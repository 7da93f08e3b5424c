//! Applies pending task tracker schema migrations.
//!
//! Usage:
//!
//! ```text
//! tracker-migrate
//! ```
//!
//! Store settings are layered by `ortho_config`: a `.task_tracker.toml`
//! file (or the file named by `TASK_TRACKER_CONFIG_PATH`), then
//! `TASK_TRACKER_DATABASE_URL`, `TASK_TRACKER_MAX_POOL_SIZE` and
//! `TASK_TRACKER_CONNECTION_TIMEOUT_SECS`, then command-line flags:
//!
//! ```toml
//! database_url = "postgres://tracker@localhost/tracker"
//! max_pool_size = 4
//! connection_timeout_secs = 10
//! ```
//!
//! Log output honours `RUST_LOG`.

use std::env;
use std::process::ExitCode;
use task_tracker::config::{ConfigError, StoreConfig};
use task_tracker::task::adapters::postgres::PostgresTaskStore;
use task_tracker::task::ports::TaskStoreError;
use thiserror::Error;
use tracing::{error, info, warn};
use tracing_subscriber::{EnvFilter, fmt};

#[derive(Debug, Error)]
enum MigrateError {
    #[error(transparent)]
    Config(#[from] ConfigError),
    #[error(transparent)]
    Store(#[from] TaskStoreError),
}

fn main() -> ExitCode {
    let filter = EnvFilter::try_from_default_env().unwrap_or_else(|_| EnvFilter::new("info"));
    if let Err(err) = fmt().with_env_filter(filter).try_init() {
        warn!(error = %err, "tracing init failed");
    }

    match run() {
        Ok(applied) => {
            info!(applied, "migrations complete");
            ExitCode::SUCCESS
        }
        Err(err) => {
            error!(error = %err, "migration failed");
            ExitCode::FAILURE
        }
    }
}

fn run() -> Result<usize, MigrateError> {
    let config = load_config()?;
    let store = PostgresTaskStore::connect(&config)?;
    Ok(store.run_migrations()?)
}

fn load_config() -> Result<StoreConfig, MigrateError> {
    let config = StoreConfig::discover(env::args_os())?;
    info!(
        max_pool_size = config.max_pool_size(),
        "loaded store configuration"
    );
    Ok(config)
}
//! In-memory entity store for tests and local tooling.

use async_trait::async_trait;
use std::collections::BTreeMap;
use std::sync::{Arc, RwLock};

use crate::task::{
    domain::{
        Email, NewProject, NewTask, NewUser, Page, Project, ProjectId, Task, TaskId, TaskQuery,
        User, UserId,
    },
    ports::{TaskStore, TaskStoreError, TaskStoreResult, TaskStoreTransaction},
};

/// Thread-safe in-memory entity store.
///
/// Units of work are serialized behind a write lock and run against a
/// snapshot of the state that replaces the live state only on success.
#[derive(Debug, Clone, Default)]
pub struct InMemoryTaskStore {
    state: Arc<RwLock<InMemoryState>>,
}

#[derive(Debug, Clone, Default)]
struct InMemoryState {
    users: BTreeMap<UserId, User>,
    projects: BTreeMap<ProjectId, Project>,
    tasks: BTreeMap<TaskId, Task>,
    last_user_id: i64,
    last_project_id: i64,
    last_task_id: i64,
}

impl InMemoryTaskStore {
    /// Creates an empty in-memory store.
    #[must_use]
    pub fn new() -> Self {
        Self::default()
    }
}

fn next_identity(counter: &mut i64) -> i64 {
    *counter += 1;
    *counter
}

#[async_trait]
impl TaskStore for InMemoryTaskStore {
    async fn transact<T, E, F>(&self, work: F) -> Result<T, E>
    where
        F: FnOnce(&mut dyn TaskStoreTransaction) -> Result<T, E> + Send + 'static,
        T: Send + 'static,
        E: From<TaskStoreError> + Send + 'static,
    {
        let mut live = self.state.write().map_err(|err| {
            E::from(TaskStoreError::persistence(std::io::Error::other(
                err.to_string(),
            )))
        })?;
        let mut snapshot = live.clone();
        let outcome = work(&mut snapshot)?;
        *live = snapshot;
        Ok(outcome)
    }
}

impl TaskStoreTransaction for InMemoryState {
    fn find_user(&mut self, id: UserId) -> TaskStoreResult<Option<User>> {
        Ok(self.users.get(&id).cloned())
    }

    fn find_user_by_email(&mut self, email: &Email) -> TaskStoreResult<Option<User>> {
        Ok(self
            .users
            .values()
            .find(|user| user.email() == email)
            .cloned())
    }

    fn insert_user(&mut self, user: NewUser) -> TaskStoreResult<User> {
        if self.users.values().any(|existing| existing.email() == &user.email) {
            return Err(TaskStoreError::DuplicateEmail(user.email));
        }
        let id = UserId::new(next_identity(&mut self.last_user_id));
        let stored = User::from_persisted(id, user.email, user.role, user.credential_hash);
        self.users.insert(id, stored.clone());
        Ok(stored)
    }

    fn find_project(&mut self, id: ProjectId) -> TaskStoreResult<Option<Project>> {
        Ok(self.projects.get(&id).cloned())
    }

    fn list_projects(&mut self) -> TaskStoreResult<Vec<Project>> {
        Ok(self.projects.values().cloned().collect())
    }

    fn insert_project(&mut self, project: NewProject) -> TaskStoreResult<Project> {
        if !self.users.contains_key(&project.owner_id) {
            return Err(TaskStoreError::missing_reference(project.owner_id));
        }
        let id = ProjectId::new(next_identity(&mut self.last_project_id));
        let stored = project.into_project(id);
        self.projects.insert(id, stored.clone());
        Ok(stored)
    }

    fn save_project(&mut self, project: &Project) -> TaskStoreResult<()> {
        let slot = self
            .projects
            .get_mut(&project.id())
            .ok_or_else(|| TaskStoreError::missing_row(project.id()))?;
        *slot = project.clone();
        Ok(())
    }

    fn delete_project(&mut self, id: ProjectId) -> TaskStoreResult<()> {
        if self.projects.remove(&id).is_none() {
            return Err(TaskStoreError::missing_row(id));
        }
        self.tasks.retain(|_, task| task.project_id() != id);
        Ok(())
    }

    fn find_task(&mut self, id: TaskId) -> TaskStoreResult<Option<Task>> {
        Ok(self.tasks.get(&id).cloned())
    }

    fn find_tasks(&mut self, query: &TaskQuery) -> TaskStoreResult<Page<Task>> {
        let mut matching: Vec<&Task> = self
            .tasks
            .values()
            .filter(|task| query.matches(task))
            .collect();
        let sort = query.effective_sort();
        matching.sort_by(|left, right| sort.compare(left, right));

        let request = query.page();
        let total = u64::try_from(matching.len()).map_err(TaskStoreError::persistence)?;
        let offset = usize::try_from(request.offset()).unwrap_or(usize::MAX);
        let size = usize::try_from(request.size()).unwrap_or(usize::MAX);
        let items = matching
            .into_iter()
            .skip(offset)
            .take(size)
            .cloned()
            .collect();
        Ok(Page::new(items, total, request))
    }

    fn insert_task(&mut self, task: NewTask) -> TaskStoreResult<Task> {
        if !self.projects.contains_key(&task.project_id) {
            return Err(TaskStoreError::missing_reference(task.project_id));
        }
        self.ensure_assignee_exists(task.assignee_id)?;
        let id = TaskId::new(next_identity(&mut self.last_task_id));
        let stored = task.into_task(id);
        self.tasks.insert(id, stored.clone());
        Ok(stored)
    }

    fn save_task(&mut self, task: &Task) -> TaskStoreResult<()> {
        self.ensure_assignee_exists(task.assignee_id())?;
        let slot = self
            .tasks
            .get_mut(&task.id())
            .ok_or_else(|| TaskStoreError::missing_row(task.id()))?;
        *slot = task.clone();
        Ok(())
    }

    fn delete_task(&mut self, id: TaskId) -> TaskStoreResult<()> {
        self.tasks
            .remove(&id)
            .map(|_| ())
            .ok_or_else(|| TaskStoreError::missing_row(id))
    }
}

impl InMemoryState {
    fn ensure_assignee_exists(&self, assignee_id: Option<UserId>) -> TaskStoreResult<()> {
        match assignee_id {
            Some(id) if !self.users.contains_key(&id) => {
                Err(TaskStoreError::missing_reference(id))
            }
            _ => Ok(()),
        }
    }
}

● ● ● ●

TASK BRIEF -
Scan the records above for the string "TaskStoreTransaction", then copy each line where it turns up.

SOLUTION FOR THIS EXERCISE -
    ports::{TaskStore, TaskStoreError, TaskStoreResult, TaskStoreTransaction},
        F: FnOnce(&mut dyn TaskStoreTransaction) -> Result<T, E> + Send + 'static,
impl TaskStoreTransaction for InMemoryState {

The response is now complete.